Social data such as that in Twitter, Facebook, LinkedIn, and Pinterest is also used, though this is often highly unstructured. That is, it may be free text that must be interpreted. This is not always the case, however, because if you choose to specify the schools you went to from a given list, this data now has exact structure which can be mined.

Perhaps more interesting is the sensor data that is being created by the devices all around you. These include your phones, car, home, and appliances, plus wind turbines, factory machines, and many previously mechanical things that have become more electronic and increasingly connected into the Internet of Things.

Every digital process and social media exchange produces it

If a process is digital, that means data is involved. How much of that is saved and can be used for later analysis?

When you take part in a social network someone knows what you are saying, when you said it in context of your other updates, if it was part of a conversation, possibly what you you were discussing (“rotfl mebbe not”), and the influence structure of your extended network.
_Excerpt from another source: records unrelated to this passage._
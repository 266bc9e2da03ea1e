//! Scripted card simulator used by the engine's tests.

use crate::bus::{Bus, BusWidth, Error};
use crate::sd::command::Command;
use crate::sd::response::Response;

/// How the simulated card answers operation-condition negotiation.
#[derive(Copy, Clone, Debug, PartialEq)]
pub(crate) enum OpCond {
    /// Report busy for `busy_polls` attempts, then ready with this OCR.
    Ready { ocr: u32, busy_polls: u32 },
    /// Never respond.
    Ignore,
}

pub(crate) struct CardSim {
    pub supports_cmd8: bool,
    pub sdio_functions: u8,
    pub sdio_voltage_ok: bool,
    pub acmd41: OpCond,
    pub cmd1: OpCond,
    pub rca: u16,
    pub cid: u128,
    pub csd: u128,
    /// Every command except CMD0 fails with a transport timeout.
    pub dead: bool,

    state: u8, // current-state field the card reports
    acmd_armed: bool,
    acmd41_polls: u32,
    cmd1_polls: u32,
    fail_data_after: Option<u32>,
    commands: Vec<(u8, u32)>,
    block_count_configs: Vec<u16>,
    block_length_configs: Vec<u16>,
    pub(crate) bus_width: BusWidth,
    pub(crate) data_ops: u32,
}

const STATE_IDLE: u8 = 0;
const STATE_IDENT: u8 = 2;
const STATE_STBY: u8 = 3;
const STATE_TRAN: u8 = 4;
const STATE_DATA: u8 = 5;
const STATE_RCV: u8 = 6;

impl CardSim {
    fn new() -> Self {
        Self {
            supports_cmd8: false,
            sdio_functions: 0,
            sdio_voltage_ok: true,
            acmd41: OpCond::Ignore,
            cmd1: OpCond::Ignore,
            rca: 0xB368,
            cid: 0x0353_4453_4438_4742_8012_3456_7801_59D5,
            csd: 0x400E_0032_5B59_0000_3B37_7F80_0A40_40C3,
            dead: false,
            state: STATE_IDLE,
            acmd_armed: false,
            acmd41_polls: 0,
            cmd1_polls: 0,
            fail_data_after: None,
            commands: Vec::new(),
            block_count_configs: Vec::new(),
            block_length_configs: Vec::new(),
            bus_width: BusWidth::One,
            data_ops: 0,
        }
    }

    pub fn sd_v1() -> Self {
        Self {
            acmd41: OpCond::Ready { ocr: 0x80FF_8000, busy_polls: 2 },
            csd: 0x0000_0000_0090_3A7A_3B80_0000_0000_0000, // CSD v1
            ..Self::new()
        }
    }

    pub fn sd_v2(high_capacity: bool) -> Self {
        let ccs = (high_capacity as u32) << 30;
        Self {
            supports_cmd8: true,
            acmd41: OpCond::Ready { ocr: 0x80FF_8000 | ccs, busy_polls: 2 },
            ..Self::new()
        }
    }

    pub fn mmc(high_density: bool) -> Self {
        // Access-mode bits 30:29 equal marks high density.
        let ocr = if high_density { 0x80FF_8000 } else { 0xC0FF_8000 };
        Self { cmd1: OpCond::Ready { ocr, busy_polls: 2 }, ..Self::new() }
    }

    pub fn sdio_only(functions: u8) -> Self {
        Self { sdio_functions: functions, ..Self::new() }
    }

    pub fn dead() -> Self {
        Self { dead: true, ..Self::new() }
    }

    /// Fail the data phase after `ops` successful block transfers.
    pub fn fail_data_after(&mut self, ops: u32) {
        self.fail_data_after = Some(ops);
    }

    pub fn commands(&self) -> &[(u8, u32)] {
        &self.commands
    }

    pub fn command_indices(&self) -> Vec<u8> {
        self.commands.iter().map(|&(index, _)| index).collect()
    }

    pub fn count_of(&self, index: u8) -> usize {
        self.commands.iter().filter(|&&(i, _)| i == index).count()
    }

    pub fn block_count_configs(&self) -> &[u16] {
        &self.block_count_configs
    }

    pub fn block_length_configs(&self) -> &[u16] {
        &self.block_length_configs
    }

    pub fn clear_log(&mut self) {
        self.commands.clear();
        self.block_count_configs.clear();
        self.block_length_configs.clear();
    }

    fn status(&self) -> u32 {
        (self.state as u32) << 9 | 1 << 8
    }

    fn op_cond_response(behavior: OpCond, polls: &mut u32) -> Result<Response, Error<()>> {
        match behavior {
            OpCond::Ignore => Err(Error::NoResponse),
            OpCond::Ready { ocr, busy_polls } => {
                if *polls < busy_polls {
                    *polls += 1;
                    Ok(Response::Short(ocr & !(1 << 31)))
                } else {
                    Ok(Response::Short(ocr))
                }
            }
        }
    }
}

impl Bus for CardSim {
    type Error = ();

    fn send_command(&mut self, command: Command) -> Result<Response, Error<()>> {
        let index = command.index();
        let argument = command.argument();
        self.commands.push((index, argument));
        if self.dead && index != 0 {
            return Err(Error::Timeout);
        }

        let armed = self.acmd_armed;
        self.acmd_armed = false;
        match (index, armed) {
            (0, _) => {
                self.state = STATE_IDLE;
                Ok(Response::None)
            }
            (8, _) if self.supports_cmd8 => Ok(Response::Short(argument & 0xFFF)),
            (8, _) => Err(Error::NoResponse),
            (5, _) if self.sdio_functions > 0 => {
                if argument != 0 && !self.sdio_voltage_ok {
                    return Err(Error::NoResponse);
                }
                let r4 = 1 << 31 | (self.sdio_functions as u32) << 28 | 0x00FF_8000;
                Ok(Response::Short(r4))
            }
            (5, _) => Err(Error::NoResponse),
            (55, _) if self.acmd41 != OpCond::Ignore => {
                self.acmd_armed = true;
                Ok(Response::Short(self.status() | 1 << 5))
            }
            (55, _) => Err(Error::NoResponse),
            (41, true) => Self::op_cond_response(self.acmd41, &mut self.acmd41_polls),
            (1, _) => Self::op_cond_response(self.cmd1, &mut self.cmd1_polls),
            (2, _) => {
                self.state = STATE_IDENT;
                Ok(Response::Long(self.cid))
            }
            (3, _) => {
                self.state = STATE_STBY;
                Ok(Response::Short((self.rca as u32) << 16))
            }
            (9, _) => Ok(Response::Long(self.csd)),
            (13, _) => Ok(Response::Short(self.status())),
            (7, _) => {
                self.state = STATE_TRAN;
                Ok(Response::Short(self.status()))
            }
            (6, true) | (16, _) => Ok(Response::Short(self.status())),
            (17, _) | (18, _) => {
                self.state = STATE_DATA;
                Ok(Response::Short(self.status()))
            }
            (24, _) | (25, _) => {
                self.state = STATE_RCV;
                Ok(Response::Short(self.status()))
            }
            (12, _) => {
                self.state = STATE_TRAN;
                Ok(Response::Short(self.status()))
            }
            _ => Err(Error::NoResponse),
        }
    }

    fn configure_block_count(&mut self, count: u16) -> Result<(), Error<()>> {
        self.block_count_configs.push(count);
        Ok(())
    }

    fn configure_block_length(&mut self, length: u16) -> Result<(), Error<()>> {
        self.block_length_configs.push(length);
        Ok(())
    }

    fn read_data(&mut self, buffer: &mut [u8]) -> Result<(), Error<()>> {
        if self.fail_data_after == Some(self.data_ops) {
            self.fail_data_after = None;
            return Err(Error::Timeout);
        }
        for (offset, byte) in buffer.iter_mut().enumerate() {
            *byte = (self.data_ops as usize + offset) as u8;
        }
        self.data_ops += 1;
        Ok(())
    }

    fn write_data(&mut self, _buffer: &[u8]) -> Result<(), Error<()>> {
        if self.fail_data_after == Some(self.data_ops) {
            self.fail_data_after = None;
            return Err(Error::Timeout);
        }
        self.data_ops += 1;
        Ok(())
    }

    fn set_bus_width(&mut self, width: BusWidth) -> Result<(), Error<()>> {
        self.bus_width = width;
        Ok(())
    }
}
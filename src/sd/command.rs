use crate::bus::BusWidth;

/// Voltage window requested during operation-condition negotiation,
/// 2.7-3.6V.
pub const VOLTAGE_WINDOW: u32 = 0x00FF_8000;

/// High-density flag for the MMC operation-condition argument.
pub const MMC_HIGH_DENSITY_FLAG: u32 = 1 << 30;

#[derive(Copy, Clone, Debug, Default, PartialEq)]
pub struct SendInterfaceCondition {
    pub pcie_1_2v_suppport: bool, // PCIe 1.2V
    pub pcie_availability: bool,
    pub voltage_supplied: bool,
    pub check_pattern: u8,
}

impl SendInterfaceCondition {
    pub fn check() -> Self {
        Self { voltage_supplied: true, check_pattern: 0xAA, ..Default::default() }
    }
}

impl Into<u32> for SendInterfaceCondition {
    fn into(self) -> u32 {
        (self.pcie_1_2v_suppport as u32) << 15
            | (self.pcie_availability as u32) << 14
            | (self.voltage_supplied as u32) << 8
            | self.check_pattern as u32
    }
}

pub type RCA = u16;
pub type Address = u32;

/// What the transport should wait for after issuing a command.
#[derive(Copy, Clone, Debug, PartialEq)]
pub enum ResponseKind {
    None,
    Short,     // 48-bit R1/R3/R4/R6/R7
    ShortBusy, // 48-bit with busy signalling on DAT0
    Long,      // 136-bit R2
}

#[repr(u8)]
#[derive(Copy, Clone, Debug, PartialEq)]
pub enum AppCommand {
    SetBusWidth(BusWidth),
    SDSendOpCond(bool), // host-capacity-support
}

impl AppCommand {
    pub fn index(self) -> u8 {
        match self {
            Self::SetBusWidth(_) => 6,
            Self::SDSendOpCond(_) => 41,
        }
    }

    pub fn argument(self) -> u32 {
        match self {
            Self::SetBusWidth(BusWidth::One) => 0b00,
            Self::SetBusWidth(BusWidth::Four) => 0b10,
            Self::SDSendOpCond(hcs) => (hcs as u32) << 30 | VOLTAGE_WINDOW,
        }
    }
}

#[repr(u8)]
#[derive(Copy, Clone, Debug, PartialEq)]
pub enum Command {
    GoIdleState,
    SendOpCond(u32), // MMC only
    AllSendCid,
    SendRelativeAddress,
    IoSendOpCond(u32), // SDIO only
    SelectCard(RCA),
    SendIfCond(SendInterfaceCondition),
    SendCsd(RCA),
    StopTransmission,
    SendStatus(RCA),
    SetBlockLength(u32),
    ReadSingleBlock(Address),
    ReadMultipleBlock(Address),
    WriteBlock(Address),
    WriteMultipleBlock(Address),
    AppCommand(RCA),
    App(AppCommand),
}

impl Command {
    pub fn index(self) -> u8 {
        match self {
            Self::GoIdleState => 0,
            Self::SendOpCond(_) => 1,
            Self::AllSendCid => 2,
            Self::SendRelativeAddress => 3,
            Self::IoSendOpCond(_) => 5,
            Self::SelectCard(_) => 7,
            Self::SendIfCond(_) => 8,
            Self::SendCsd(_) => 9,
            Self::StopTransmission => 12,
            Self::SendStatus(_) => 13,
            Self::SetBlockLength(_) => 16,
            Self::ReadSingleBlock(_) => 17,
            Self::ReadMultipleBlock(_) => 18,
            Self::WriteBlock(_) => 24,
            Self::WriteMultipleBlock(_) => 25,
            Self::AppCommand(_) => 55,
            Self::App(command) => command.index(),
        }
    }

    pub fn argument(self) -> u32 {
        match self {
            Self::GoIdleState
            | Self::AllSendCid
            | Self::SendRelativeAddress
            | Self::StopTransmission => 0,
            Self::SendOpCond(ocr) | Self::IoSendOpCond(ocr) => ocr,
            Self::SendIfCond(cond) => cond.into(),
            Self::SelectCard(rca)
            | Self::SendCsd(rca)
            | Self::SendStatus(rca)
            | Self::AppCommand(rca) => (rca as u32) << 16,
            Self::SetBlockLength(length) => length,
            Self::ReadSingleBlock(address)
            | Self::ReadMultipleBlock(address)
            | Self::WriteBlock(address)
            | Self::WriteMultipleBlock(address) => address,
            Self::App(command) => command.argument(),
        }
    }

    pub fn response_kind(self) -> ResponseKind {
        match self {
            Self::GoIdleState => ResponseKind::None,
            Self::AllSendCid | Self::SendCsd(_) => ResponseKind::Long,
            Self::SelectCard(_) | Self::StopTransmission => ResponseKind::ShortBusy,
            _ => ResponseKind::Short,
        }
    }
}

mod test {
    #[test]
    fn test_command_encoding() {
        use super::{AppCommand, Command, SendInterfaceCondition};
        use crate::bus::BusWidth;

        let cmd = Command::SendIfCond(SendInterfaceCondition::check());
        assert_eq!(cmd.index(), 8);
        assert_eq!(cmd.argument(), 0x1AA);

        let cmd = Command::App(AppCommand::SDSendOpCond(true));
        assert_eq!(cmd.index(), 41);
        assert_eq!(cmd.argument(), 0x40FF_8000);

        let cmd = Command::App(AppCommand::SetBusWidth(BusWidth::Four));
        assert_eq!(cmd.index(), 6);
        assert_eq!(cmd.argument(), 2);

        let cmd = Command::SendCsd(0xAB12);
        assert_eq!(cmd.index(), 9);
        assert_eq!(cmd.argument(), 0xAB12_0000);

        let cmd = Command::ReadMultipleBlock(0x8000);
        assert_eq!(cmd.index(), 18);
        assert_eq!(cmd.argument(), 0x8000);
    }

    #[test]
    fn test_response_kinds() {
        use super::{Command, ResponseKind};

        assert_eq!(Command::GoIdleState.response_kind(), ResponseKind::None);
        assert_eq!(Command::AllSendCid.response_kind(), ResponseKind::Long);
        assert_eq!(Command::StopTransmission.response_kind(), ResponseKind::ShortBusy);
        assert_eq!(Command::SendStatus(1).response_kind(), ResponseKind::Short);
    }
}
That is, what you say is just the very beginning of a very long chain of direct and inferred collection of data.

Much of this data is actually metadata. When I do a status update on Twitter, my text is the data, but the time I tweeted and where I was when I did it are both examples of metadata.

When you use a mobile app, a lot of metadata is available too. It’s not just what you did, it’s the sequence in which you did things and with whom. This information can be used to improve the app for you, or allow the app provider to make its services, possibly paid, more attractive to you.

Systems, sensors and mobile devices transmit it

If something is connected to the Internet, it is possible for data to be transmitted and received. This might be via wifi or a cellular connection, although technologies like BlueTooth may be used for local data collection that is then later transmitted at higher bandwidth.

Not everything has to be connected all the time. Some remote machines like tractors allow farmers to employ USB sticks to periodically collect performance and diagnostic data. This may then be used for predictive asset maintenance: let me fix something as late as is reasonable but before it breaks down and causes expensive delays. In this case, the data from the USB stick might be analyzed too late, and a direct network connection would be better.

Big data is arriving from multiple sources at amazing velocities, volumes and varieties

So data is coming from everywhere, and I’ve seen estimates that the amount of metadata is at least ten times greater in size than the original information. So the data is coming in fast (velocity), there is a lot of it (volume), and it is very heterogeneous or even unstructured (variety).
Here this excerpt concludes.